Merz' Rückführungsplan für Syrer gefährdet Versorgung in deutschen Krankenhäusern
Nicolai SchlosserMerz' Rückführungsplan für Syrer gefährdet Versorgung in deutschen Krankenhäusern
Bundeskanzler Friedrich Merz hat einen Plan vorgelegt, nach dem etwa 80 Prozent der in Deutschland lebenden Syrer innerhalb von drei Jahren in ihre Heimat zurückkehren sollen. Die Ankündigung hat bei Führungskräften im Gesundheitswesen Sorgen über mögliche Personalengpässe in Krankenhäusern und Pflegeeinrichtungen ausgelöst.
Die Deutsche Krankenhausgesellschaft (DKG) warnt, dass eine beschleunigte Rückkehr syrischer Arbeitskräfte die Patientenversorgung schwer beeinträchtigen könnte. Syrische Ärztinnen und Ärzte stellen mit 5.745 Beschäftigten in Krankenhäusern bis Ende 2024 die größte Gruppe ausländischer Mediziner im Land dar. Ihr Weggang würde eine erhebliche Lücke im medizinischen Personal hinterlassen.
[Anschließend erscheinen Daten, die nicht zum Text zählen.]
use cucumber::World;
use cucumber_tests::{blog_store, FlakyStore};
use serde_json::Value;
use std::sync::Arc;
use vellum_core::document::{values_at, Document};
use vellum_core::prelude::*;

/// Slug of the collection built from a scenario's field schema
pub const SCENARIO_COLLECTION: &str = "scenario";

#[derive(Debug, Default, World)]
pub struct VellumWorld {
    pub collections: Vec<CollectionSchema>,
    pub fields: Vec<FieldDefinition>,
    pub document: Document,
    pub tasks: Vec<HydrationTask>,
    pub repeated_tasks: Vec<HydrationTask>,
    pub failing_id: Option<String>,
    pub output: Option<Document>,
    pub error: Option<ResolveError>,
}

impl VellumWorld {
    /// Registered collections plus one built from the scenario field schema
    pub fn registry(&self) -> Arc<CollectionRegistry> {
        let registry = CollectionRegistry::builder()
            .collections(self.collections.iter().cloned())
            .collection(CollectionSchema::new(SCENARIO_COLLECTION, self.fields.clone()))
            .build()
            .expect("scenario schema is valid");
        Arc::new(registry)
    }

    pub fn store(&self) -> Arc<dyn DocumentStore> {
        let store = blog_store().expect("fixture rows are objects");
        match &self.failing_id {
            Some(id) => Arc::new(FlakyStore::new(store, id.as_str())),
            None => Arc::new(store),
        }
    }

    pub fn scenario_schema(&self, registry: &CollectionRegistry) -> Arc<CollectionSchema> {
        registry.get_schema(SCENARIO_COLLECTION).expect("scenario collection registered")
    }

    /// First value at a dotted path of the hydrated or resolved document
    pub fn output_value(&self, path: &str) -> Option<Value> {
        let output = Value::Object(self.output.clone()?);
        values_at(&output, path).into_iter().next().cloned()
    }
}
//! Field population pipeline
//!
//! Population runs in two phases:
//!
//! 1. **Traversal** ([`Populator::populate`]) walks the field schema
//!    depth-first and returns a flat list of [`HydrationTask`]s. It never
//!    suspends and never fetches anything.
//! 2. **Hydration** ([`Populator::hydrate`]) runs the tasks concurrently,
//!    recursively populates every fetched document one level deeper, and
//!    splices the results into a new document tree.
//!
//! Depth bounds recursion: a reference found at `current_depth` is only
//! dereferenced while `current_depth < depth`, so cyclic document graphs
//! always terminate with bare ids at the deepest level.

use crate::context::{PopulateContext, RequestContext};
use crate::document::{Document, FieldPath};
use crate::schema::{CollectionRegistry, CollectionSchema, FieldDefinition};
use crate::storage::{DocumentStore, StorageError};
use futures::future::{join_all, BoxFuture, FutureExt};
use std::sync::Arc;

mod project;
pub mod task;
mod traverse;

use project::{project_document, LocaleChain};
pub use task::HydrationTask;
pub use traverse::{RELATION_TO_KEY, RELATION_VALUE_KEY};

/// Population errors
#[derive(thiserror::Error, Debug)]
pub enum PopulateError {
    #[error("Failed to hydrate {collection}/{id}: {source}")]
    Hydration {
        collection: String,
        id: String,
        #[source]
        source: StorageError,
    },
    #[error("Unknown collection '{0}'")]
    UnknownCollection(String),
}

/// Populates documents against a registry and a storage backend
#[derive(Clone)]
pub struct Populator {
    registry: Arc<CollectionRegistry>,
    store: Arc<dyn DocumentStore>,
    default_locale: Option<String>,
}

impl Populator {
    pub fn new(registry: Arc<CollectionRegistry>, store: Arc<dyn DocumentStore>) -> Self {
        Self { registry, store, default_locale: None }
    }

    /// Locale used for localized fields when the request names none
    pub fn with_default_locale(mut self, locale: impl Into<String>) -> Self {
        self.default_locale = Some(locale.into());
        self
    }

    pub fn registry(&self) -> &Arc<CollectionRegistry> {
        &self.registry
    }

    /// Apply hidden-field, field-access and locale rules to a document
    pub fn project(
        &self,
        doc: Document,
        fields: &[FieldDefinition],
        request: &RequestContext,
    ) -> Document {
        let locales = LocaleChain::new(request, self.default_locale.as_deref());
        project_document(doc, fields, request, locales)
    }

    /// Collect the hydration tasks of a document without running them
    pub fn populate<'a>(
        &self,
        doc: &'a Document,
        fields: &[FieldDefinition],
        ctx: &PopulateContext<'a>,
    ) -> Vec<HydrationTask> {
        let mut tasks = Vec::new();
        traverse::visit_fields(fields, &FieldPath::root(), &ctx.with_sibling(doc), &mut tasks);
        tasks
    }

    /// Project, traverse and hydrate a raw document of the given collection
    ///
    /// Every task is awaited even when one fails; the first failure in task
    /// order is then returned and the partially hydrated tree is discarded.
    pub fn hydrate<'a>(
        &'a self,
        doc: Document,
        schema: &'a CollectionSchema,
        current_depth: u32,
        depth: u32,
        request: &'a RequestContext,
    ) -> BoxFuture<'a, Result<Document, PopulateError>> {
        async move {
            let mut doc = self.project(doc, &schema.fields, request);
            let tasks = {
                let ctx = PopulateContext::new(current_depth, depth, request, &doc);
                self.populate(&doc, &schema.fields, &ctx)
            };
            if tasks.is_empty() {
                return Ok(doc);
            }

            log::debug!(
                "hydrating {} reference(s) of '{}' at depth {}/{}",
                tasks.len(),
                schema.slug,
                current_depth,
                depth
            );

            let results =
                join_all(tasks.iter().map(|task| self.run_task(task, current_depth, depth, request)))
                    .await;
            let resolved = results.into_iter().collect::<Result<Vec<_>, _>>()?;

            for (task, value) in tasks.iter().zip(resolved) {
                let Some(value) = value else {
                    continue;
                };
                if !task.path.splice_document(&mut doc, value.into()) {
                    log::warn!("hydration slot '{}' vanished before splicing", task.path);
                }
            }
            Ok(doc)
        }
        .boxed()
    }

    /// Fetch one reference and populate it one level deeper.
    ///
    /// Returns None when the target is missing or not readable; the bare id stays.
    async fn run_task(
        &self,
        task: &HydrationTask,
        current_depth: u32,
        depth: u32,
        request: &RequestContext,
    ) -> Result<Option<Document>, PopulateError> {
        let schema = self
            .registry
            .get_schema(&task.collection)
            .ok_or_else(|| PopulateError::UnknownCollection(task.collection.clone()))?;

        if !request.can_read(&schema.read_roles) {
            log::debug!("not populating {}: collection not readable", task);
            return Ok(None);
        }

        let table = schema.table_name();
        let fetched = self.store.find_by_id(&table, &task.id).await.map_err(|source| {
            PopulateError::Hydration {
                collection: task.collection.clone(),
                id: task.id.clone(),
                source,
            }
        })?;

        let Some(fetched) = fetched else {
            log::debug!("not populating {}: document not found", task);
            return Ok(None);
        };

        let populated = self.hydrate(fetched, &schema, current_depth + 1, depth, request).await?;
        Ok(Some(populated))
    }
}
//! Block definitions and discriminator dispatch
//!
//! A block field stores polymorphic content: every value carries a
//! `blockType` discriminator naming the [`BlockDefinition`] that describes it.

use crate::schema::fields::FieldDefinition;
use serde::{Deserialize, Serialize};
use serde_json::{Map, Value};
use std::collections::HashMap;

/// Key holding the block discriminator in stored data
pub const BLOCK_TYPE_KEY: &str = "blockType";

/// A named sub-schema for one variant of block content
#[derive(Debug, Clone, PartialEq, Serialize, Deserialize)]
pub struct BlockDefinition {
    pub slug: String,
    #[serde(default)]
    pub fields: Vec<FieldDefinition>,
}

impl BlockDefinition {
    pub fn new(slug: impl Into<String>, fields: Vec<FieldDefinition>) -> Self {
        Self { slug: slug.into(), fields }
    }
}

/// Block definitions of one field, indexed by slug
#[derive(Debug, Clone, Default, Serialize, Deserialize)]
#[serde(from = "Vec<BlockDefinition>", into = "Vec<BlockDefinition>")]
pub struct BlockSet {
    blocks: Vec<BlockDefinition>,
    index: HashMap<String, usize>,
}

impl BlockSet {
    pub fn new(blocks: Vec<BlockDefinition>) -> Self {
        let mut index = HashMap::with_capacity(blocks.len());
        for (position, block) in blocks.iter().enumerate() {
            // First definition wins; duplicates are reported by sanitization
            index.entry(block.slug.clone()).or_insert(position);
        }
        Self { blocks, index }
    }

    /// Look up a block by its slug
    pub fn find(&self, slug: &str) -> Option<&BlockDefinition> {
        self.index.get(slug).and_then(|&position| self.blocks.get(position))
    }

    /// Resolve the block describing a stored value via its `blockType`.
    ///
    /// Returns None when the value is not an object, has no string
    /// discriminator, or names a block this set does not define.
    pub fn resolve(&self, value: &Value) -> Option<&BlockDefinition> {
        self.resolve_object(value.as_object()?)
    }

    /// Same as [`resolve`](Self::resolve) for an already unwrapped object
    pub fn resolve_object(&self, item: &Map<String, Value>) -> Option<&BlockDefinition> {
        let block_type = item.get(BLOCK_TYPE_KEY)?.as_str()?;
        self.find(block_type)
    }

    pub fn iter(&self) -> impl Iterator<Item = &BlockDefinition> {
        self.blocks.iter()
    }

    pub fn len(&self) -> usize {
        self.blocks.len()
    }

    pub fn is_empty(&self) -> bool {
        self.blocks.is_empty()
    }

    pub fn into_vec(self) -> Vec<BlockDefinition> {
        self.blocks
    }
}

impl PartialEq for BlockSet {
    fn eq(&self, other: &Self) -> bool {
        self.blocks == other.blocks
    }
}

impl From<Vec<BlockDefinition>> for BlockSet {
    fn from(blocks: Vec<BlockDefinition>) -> Self {
        BlockSet::new(blocks)
    }
}

impl From<BlockSet> for Vec<BlockDefinition> {
    fn from(set: BlockSet) -> Self {
        set.blocks
    }
}
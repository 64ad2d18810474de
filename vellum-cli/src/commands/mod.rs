pub mod check;
pub mod find;
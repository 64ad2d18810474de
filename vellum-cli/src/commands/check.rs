use std::path::Path;
use vellum_core::schema::CollectionRegistry;

/// Load and sanitize a schema file, returning a short report
pub fn run(schema: &Path) -> anyhow::Result<String> {
    let registry = CollectionRegistry::from_json_file(schema)?;
    log::info!("schema {} is valid", schema.display());

    let mut report = format!("{} collection(s) in {}", registry.len(), schema.display());
    for slug in registry.slugs() {
        let table = registry.table_name(slug).unwrap_or(slug);
        report.push_str(&format!("\n  {} -> {}", slug, table));
    }
    Ok(report)
}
Henriette Neumeyer, stellvertretende Vorsitzende des DKG-Vorstands, betonte die Risiken, die mit dem Verlust dieser Fachkräfte verbunden sind. Neben den Ärzten arbeiten über 2.000 syrische Pflegekräfte in deutschen Krankenhäusern und leisten einen unverzichtbaren Beitrag in der Patientenbetreuung. Die DKG fürchtet vor allem die unmittelbaren Auswirkungen auf die Gesundheitsversorgung, falls diese Beschäftigten das Land verlassen.
Das geplante Vorhaben zielt darauf ab, die Zahl der in Deutschland lebenden Syrer innerhalb von drei Jahren drastisch zu reduzieren. Krankenhäuser und Pflegeanbieter stehen nun vor der Herausforderung, die Versorgung aufrechtzuerhalten, sollten Tausende Ärzte und Pflegekräfte wegfallen. Die DKG fordert eine sorgfältige Prüfung der Folgen, die dieser Plan für das Gesundheitssystem hätte.